Exercise objective -
Which lines run from the one containing "pub fn is_empty(&self)" to the end of the records? Write them out exactly, both ends included, and nothing else.

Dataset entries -
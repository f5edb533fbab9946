/// RenderPipeline: renders a list of cameras with shared pipeline settings.

use crate::error::Galaxy3dResult;
use crate::camera::Camera;
use crate::camera_renderer::{CameraRenderer, RenderOutcome};
use crate::graphics_device::{GraphicsDevice, RenderContext};
use crate::lighting::Lighting;
use crate::post_fx::PostFxStack;
use crate::settings::PipelineSettings;
use crate::engine_trace;

pub struct RenderPipeline {
    settings: PipelineSettings,
    camera_renderer: CameraRenderer,
}

impl RenderPipeline {
    pub fn new(
        device: &mut dyn GraphicsDevice,
        settings: PipelineSettings,
        lighting: Box<dyn Lighting>,
        post_fx_stack: Box<dyn PostFxStack>,
    ) -> Galaxy3dResult<Self> {
        let camera_renderer = CameraRenderer::new(
            device,
            &settings.camera_renderer_shader,
            settings.editor,
            lighting,
            post_fx_stack,
        )?;
        Ok(Self { settings, camera_renderer })
    }

    pub fn settings(&self) -> &PipelineSettings {
        &self.settings
    }

    pub fn camera_renderer(&self) -> &CameraRenderer {
        &self.camera_renderer
    }

    /// Render every camera in order, one outcome per camera.
    ///
    /// Cameras are independent; the first failing camera aborts the call.
    pub fn render(
        &mut self,
        context: &mut dyn RenderContext,
        cameras: &[Camera],
    ) -> Galaxy3dResult<Vec<RenderOutcome>> {
        let mut outcomes = Vec::with_capacity(cameras.len());
        for camera in cameras {
            engine_trace!("galaxy3d::RenderPipeline", "Rendering camera '{}'", camera.name());
            outcomes.push(self.camera_renderer.render(
                context,
                camera,
                &self.settings.camera_buffer,
                self.settings.use_lights_per_object,
                &self.settings.shadows,
                self.settings.post_fx_settings.as_ref(),
                self.settings.color_lut_resolution.size(),
            )?);
        }
        Ok(outcomes)
    }

    /// Destroy the pipeline's GPU resources
    pub fn destroy(self, device: &mut dyn GraphicsDevice) -> Galaxy3dResult<()> {
        self.camera_renderer.destroy(device)
    }
}

#[cfg(test)]
#[path = "render_pipeline_tests.rs"]
mod tests;
/// Editor-only features the pass graph may record.

use bitflags::bitflags;

bitflags! {
    /// Editor capabilities injected into the pass graph
    #[derive(Debug, Clone, Copy, PartialEq, Eq, Hash)]
    pub struct EditorCapabilities: u32 {
        /// Gizmo drawing
        const GIZMOS = 1 << 0;
        /// Unsupported-shader error overlay
        const OVERLAY = 1 << 1;
    }
}

impl EditorCapabilities {
    pub fn gizmos_enabled(&self) -> bool {
        self.contains(EditorCapabilities::GIZMOS)
    }

    pub fn overlay_enabled(&self) -> bool {
        self.contains(EditorCapabilities::OVERLAY)
    }
}

impl Default for EditorCapabilities {
    fn default() -> Self {
        Self::empty()
    }
}
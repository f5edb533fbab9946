/// Unsupported shaders overlay (editor only): renderers using legacy light
/// modes are drawn with the error material so they stand out.

use crate::error::Galaxy3dResult;
use crate::camera::Camera;
use crate::culling::CullingResults;
use crate::geometry::{PerObjectData, RenderQueueRange, RendererList, RendererListDesc, SortingCriteria};
use crate::graphics_device::MaterialHandle;
use crate::passes::CameraTextures;
use crate::render_graph::RecordingScope;
use crate::engine_warn;

/// Light modes of the built-in pipeline this renderer does not support
pub const LEGACY_SHADER_TAGS: [&str; 6] = [
    "Always",
    "ForwardBase",
    "PrepassBase",
    "Vertex",
    "VertexLMRGBM",
    "VertexLM",
];

pub struct UnsupportedShadersPass;

impl UnsupportedShadersPass {
    pub const NAME: &'static str = "Unsupported Shaders";

    /// Record the overlay when the capability is on and something uses a
    /// legacy light mode
    pub fn record(
        scope: &mut RecordingScope<'_>,
        camera: &Camera,
        culling: &CullingResults,
        error_material: MaterialHandle,
        textures: &CameraTextures,
    ) -> Galaxy3dResult<bool> {
        if !scope.editor_capabilities().overlay_enabled() {
            return Ok(false);
        }

        let list = RendererList::build(
            RendererListDesc {
                shader_tags: &LEGACY_SHADER_TAGS,
                queue_range: RenderQueueRange::ALL,
                sorting: SortingCriteria::CommonOpaque,
                per_object_data: PerObjectData::empty(),
                rendering_layer_mask: u32::MAX,
                override_material: Some(error_material),
            },
            culling,
            camera.far_clip(),
        );
        if list.is_empty() {
            return Ok(false);
        }

        engine_warn!(
            "galaxy3d::UnsupportedShaders",
            "Camera '{}': {} renderer(s) use unsupported shaders",
            camera.name(),
            list.len()
        );

        scope.record(
            Self::NAME,
            |builder| {
                if let Some((color, depth)) = textures.attachments() {
                    builder.write(color)?;
                    builder.write(depth)?;
                }
                Ok(())
            },
            move |_, ctx| ctx.commands().draw_renderers(&list),
        )?;
        Ok(true)
    }
}
/// Pass action trait and its closure-based implementation.
///
/// An action is what a pass does when the graph executes it.

use crate::error::Galaxy3dResult;
use crate::render_graph::PassContext;

/// Work executed by a recorded pass
pub trait PassAction {
    /// Record commands through the pass context
    fn execute(&mut self, ctx: &mut PassContext<'_>) -> Galaxy3dResult<()>;
}

/// Closure-based action
///
/// May borrow renderer state (lighting, post FX stack) for the duration of
/// the recording scope.
pub struct CustomAction<'a> {
    callback: Box<dyn FnMut(&mut PassContext<'_>) -> Galaxy3dResult<()> + 'a>,
}

impl<'a> CustomAction<'a> {
    pub fn new<F>(callback: F) -> Self
    where
        F: FnMut(&mut PassContext<'_>) -> Galaxy3dResult<()> + 'a,
    {
        Self { callback: Box::new(callback) }
    }
}

impl PassAction for CustomAction<'_> {
    fn execute(&mut self, ctx: &mut PassContext<'_>) -> Galaxy3dResult<()> {
        (self.callback)(ctx)
    }
}
//! Host boundary: the graphics device, the per-frame render context and the
//! command recorder. The pipeline only talks to the GPU through these traits.

mod texture;
mod command_list;
mod graphics_device;
mod render_context;

#[cfg(test)]
pub mod mock_graphics_device;

pub use texture::{
    TextureFormat, FilterMode, TargetDesc, TextureDesc,
    TextureHandle, MaterialHandle, TextureRef,
};
pub use command_list::{
    CommandList, LoadAction, StoreAction, AttachmentBinding, Viewport, GizmoSubset,
};
pub use graphics_device::GraphicsDevice;
pub use render_context::RenderContext;
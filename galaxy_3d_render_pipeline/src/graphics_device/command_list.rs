/// CommandList trait - the host command recorder the passes write into.

use glam::Vec4;
use crate::error::Galaxy3dResult;
use crate::camera::Camera;
use crate::geometry::RendererList;
use crate::graphics_device::{MaterialHandle, TargetDesc, TextureRef};
use crate::render_graph::GlobalBinding;

/// What happens to existing target contents when it gets bound
#[derive(Debug, Clone, Copy, PartialEq, Eq)]
pub enum LoadAction {
    /// Preserve existing contents
    Load,
    /// Contents are undefined
    DontCare,
}

/// What happens to target contents when rendering into it ends
#[derive(Debug, Clone, Copy, PartialEq, Eq)]
pub enum StoreAction {
    Store,
    DontCare,
}

/// A target bound for rendering with its load/store actions
#[derive(Debug, Clone, Copy, PartialEq, Eq)]
pub struct AttachmentBinding {
    pub target: TextureRef,
    pub load: LoadAction,
    pub store: StoreAction,
}

impl AttachmentBinding {
    pub fn new(target: TextureRef, load: LoadAction, store: StoreAction) -> Self {
        Self { target, load, store }
    }

    /// Load/Store binding
    pub fn load_store(target: TextureRef) -> Self {
        Self::new(target, LoadAction::Load, StoreAction::Store)
    }
}

/// Pixel-space viewport rectangle
#[derive(Debug, Clone, Copy, PartialEq)]
pub struct Viewport {
    pub x: f32,
    pub y: f32,
    pub width: f32,
    pub height: f32,
}

/// Gizmo drawing phase
#[derive(Debug, Clone, Copy, PartialEq, Eq)]
pub enum GizmoSubset {
    /// Drawn before image effects
    PreImageEffects,
    /// Drawn after image effects
    PostImageEffects,
}

/// Command recorder
///
/// Commands are recorded in call order and executed by the host when the
/// render context receives the list. Every method may fail; the pass graph
/// treats a failure as fatal to the frame.
pub trait CommandList {
    /// Open a named profiling/debug scope
    fn push_debug_group(&mut self, name: &str) -> Galaxy3dResult<()>;

    /// Close the innermost debug scope
    fn pop_debug_group(&mut self) -> Galaxy3dResult<()>;

    /// Bind backing memory for the temporary target `slot`
    fn get_temporary_target(&mut self, slot: u32, desc: &TargetDesc) -> Galaxy3dResult<()>;

    /// Release the backing memory of `slot`
    fn release_temporary_target(&mut self, slot: u32) -> Galaxy3dResult<()>;

    /// Bind color and depth targets for rendering
    fn set_render_target(
        &mut self,
        color: AttachmentBinding,
        depth: Option<AttachmentBinding>,
    ) -> Galaxy3dResult<()>;

    /// Clear the bound targets
    fn clear_render_target(
        &mut self,
        clear_depth: bool,
        clear_color: bool,
        color: Vec4,
    ) -> Galaxy3dResult<()>;

    /// Restrict rendering to a pixel rectangle
    fn set_viewport(&mut self, viewport: Viewport) -> Galaxy3dResult<()>;

    /// Copy one texture into another of identical size and format
    fn copy_texture(&mut self, source: TextureRef, destination: TextureRef) -> Galaxy3dResult<()>;

    /// Bind a texture to a global slot
    fn set_global_texture(&mut self, binding: GlobalBinding, texture: TextureRef) -> Galaxy3dResult<()>;

    /// Bind a vector to a global slot
    fn set_global_vector(&mut self, binding: GlobalBinding, value: Vec4) -> Galaxy3dResult<()>;

    /// Bind a float to a global slot
    fn set_global_float(&mut self, binding: GlobalBinding, value: f32) -> Galaxy3dResult<()>;

    /// Draw a procedural full-screen triangle with one shader pass of `material`
    fn draw_procedural(
        &mut self,
        material: MaterialHandle,
        shader_pass: u32,
        vertex_count: u32,
    ) -> Galaxy3dResult<()>;

    /// Draw a filtered, sorted list of visible renderers
    fn draw_renderers(&mut self, list: &RendererList) -> Galaxy3dResult<()>;

    /// Draw the camera's skybox
    fn draw_skybox(&mut self, camera: &Camera) -> Galaxy3dResult<()>;

    /// Draw editor gizmos of one phase
    fn draw_gizmos(&mut self, camera: &Camera, subset: GizmoSubset) -> Galaxy3dResult<()>;
}
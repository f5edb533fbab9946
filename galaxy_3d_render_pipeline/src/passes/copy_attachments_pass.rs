/// Copy attachments pass: sampleable copies of the color and depth
/// attachments for the transparent geometry.

use crate::error::Galaxy3dResult;
use crate::copier::CameraRendererCopier;
use crate::frame_config::FrameConfig;
use crate::graphics_device::{AttachmentBinding, TargetDesc, TextureFormat};
use crate::passes::{required, CameraTextures};
use crate::render_graph::{GlobalBinding, PassContext, RecordingScope};

/// Copy the requested attachments and bind the copies.
///
/// When copying had to draw, the attachments are rebound with Load/Store so
/// the following passes render where they expect to.
pub fn copy_attachments(
    ctx: &mut PassContext<'_>,
    copier: &CameraRendererCopier,
    textures: &CameraTextures,
) -> Galaxy3dResult<()> {
    if let (Some(attachment), Some(copy)) = (textures.color_attachment, textures.color_copy) {
        let (from, to) = (ctx.texture(attachment)?, ctx.texture(copy)?);
        copier.copy(ctx, from, to, false)?;
        ctx.set_global_texture(GlobalBinding::ColorTexture, to)?;
    }
    if let (Some(attachment), Some(copy)) = (textures.depth_attachment, textures.depth_copy) {
        let (from, to) = (ctx.texture(attachment)?, ctx.texture(copy)?);
        copier.copy(ctx, from, to, true)?;
        ctx.set_global_texture(GlobalBinding::DepthTexture, to)?;
    }

    if copier.requires_render_target_reset_after_copy() {
        if let Some((color, depth)) = textures.attachments() {
            let (color, depth) = (ctx.texture(color)?, ctx.texture(depth)?);
            ctx.commands().set_render_target(
                AttachmentBinding::load_store(color),
                Some(AttachmentBinding::load_store(depth)),
            )?;
        }
    }
    Ok(())
}

pub struct CopyAttachmentsPass;

impl CopyAttachmentsPass {
    pub const NAME: &'static str = "Copy Attachments";

    /// Record the copy pass when the frame uses a color or depth texture.
    ///
    /// Returns `textures` extended with the copies.
    pub fn record(
        scope: &mut RecordingScope<'_>,
        config: &FrameConfig,
        copier: CameraRendererCopier,
        textures: CameraTextures,
    ) -> Galaxy3dResult<CameraTextures> {
        if !config.use_color_texture && !config.use_depth_texture {
            return Ok(textures);
        }

        let (use_color, use_depth) = (config.use_color_texture, config.use_depth_texture);
        let size = config.buffer_size;
        let format = TextureFormat::color(config.allow_hdr());

        scope.record(
            Self::NAME,
            |builder| {
                let color = required(textures.color_attachment, "color attachment")?;
                let depth = required(textures.depth_attachment, "depth attachment")?;
                let mut textures = textures;

                if use_color {
                    builder.read(color)?;
                    textures.color_copy = Some(builder.create_target(
                        "Color Copy",
                        TargetDesc::color(size.width, size.height, format),
                    ));
                    builder.write_binding(GlobalBinding::ColorTexture);
                }
                if use_depth {
                    builder.read(depth)?;
                    textures.depth_copy =
                        Some(builder.create_target("Depth Copy", TargetDesc::depth(size.width, size.height)));
                    builder.write_binding(GlobalBinding::DepthTexture);
                }
                if copier.requires_render_target_reset_after_copy() {
                    builder.write(color)?;
                    builder.write(depth)?;
                    builder.write_binding(GlobalBinding::SourceTexture);
                }
                Ok(textures)
            },
            move |textures, ctx| copy_attachments(ctx, &copier, textures),
        )
    }
}

#[cfg(test)]
#[path = "copy_attachments_pass_tests.rs"]
mod tests;
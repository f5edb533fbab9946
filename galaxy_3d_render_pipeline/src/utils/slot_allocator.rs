/// Allocates and recycles `u32` slot indices.
///
/// Released indices are handed out again (most recently released first), so a
/// long-running renderer keeps its temporary-target namespace compact. Unlike a
/// plain free list, the allocator remembers which indices are live and rejects
/// releasing an index twice.
///
/// ```ignore
/// let mut slots = SlotAllocator::new();
/// let a = slots.alloc();    // 0
/// let b = slots.alloc();    // 1
/// slots.free(a)?;           // 0 is available again
/// let c = slots.alloc();    // 0 (recycled)
/// ```
use crate::error::{Galaxy3dError, Galaxy3dResult};

pub struct SlotAllocator {
    free_list: Vec<u32>,
    live: Vec<bool>,
    len: u32,
}

impl SlotAllocator {
    /// Create an empty allocator
    pub fn new() -> Self {
        Self {
            free_list: Vec::new(),
            live: Vec::new(),
            len: 0,
        }
    }

    /// Take the next available index
    pub fn alloc(&mut self) -> u32 {
        let id = match self.free_list.pop() {
            Some(id) => id,
            None => {
                self.live.push(false);
                (self.live.len() - 1) as u32
            }
        };
        self.live[id as usize] = true;
        self.len += 1;
        id
    }

    /// Return an index for reuse
    ///
    /// Fails if the index was never handed out or is already free.
    pub fn free(&mut self, id: u32) -> Galaxy3dResult<()> {
        match self.live.get_mut(id as usize) {
            Some(live) if *live => {
                *live = false;
                self.len -= 1;
                self.free_list.push(id);
                Ok(())
            }
            _ => Err(Galaxy3dError::InvalidResource(format!("slot {} is not allocated", id))),
        }
    }

    /// Whether `id` is currently handed out
    pub fn is_allocated(&self, id: u32) -> bool {
        self.live.get(id as usize).copied().unwrap_or(false)
    }

    /// Highest index ever allocated + 1
    pub fn high_water_mark(&self) -> u32 {
        self.live.len() as u32
    }

    /// Number of live indices
    pub fn len(&self) -> u32 {
        self.len
    }

    /// Whether no index is live
    pub fn is_empty(&self) -> bool {
        self.len == 0
    }
}

impl Default for SlotAllocator {
    fn default() -> Self {
        Self::new()
    }
}

#[cfg(test)]
#[path = "slot_allocator_tests.rs"]
mod tests;
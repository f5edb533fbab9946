//! Settings consumed by the camera renderer.
//!
//! Plain structs with defaults; loading them from assets is up to the caller.

mod buffer_settings;
mod camera_settings;
mod shadow_settings;
mod post_fx_settings;
mod pipeline_settings;

pub use buffer_settings::{CameraBufferSettings, FxaaSettings, FxaaQuality, BicubicRescalingMode};
pub use camera_settings::{CameraSettings, RenderScaleMode, FinalBlendMode, BlendFactor};
pub use shadow_settings::{ShadowSettings, DirectionalShadows, OtherShadows, ShadowFilter};
pub use post_fx_settings::{PostFxSettings, PostFxProfile};
pub use pipeline_settings::{PipelineSettings, ColorLutResolution};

Reply to the task -
    pub fn is_empty(&self) -> bool {
        self.len == 0
    }
}

impl Default for SlotAllocator {
    fn default() -> Self {
        Self::new()
    }
}

#[cfg(test)]
#[path = "slot_allocator_tests.rs"]
mod tests;
repository f5edb533fbab9946
//! Settings consumed by the camera renderer.
//!
//! Plain structs with defaults; loading them from assets is up to the caller.

mod buffer_settings;
mod camera_settings;
mod shadow_settings;
mod post_fx_settings;
mod pipeline_settings;

pub use buffer_settings::{CameraBufferSettings, FxaaSettings, FxaaQuality, BicubicRescalingMode};
pub use camera_settings::{CameraSettings, RenderScaleMode, FinalBlendMode, BlendFactor};
pub use shadow_settings::{ShadowSettings, DirectionalShadows, OtherShadows, ShadowFilter};
pub use post_fx_settings::{PostFxSettings, PostFxProfile};
pub use pipeline_settings::{PipelineSettings, ColorLutResolution};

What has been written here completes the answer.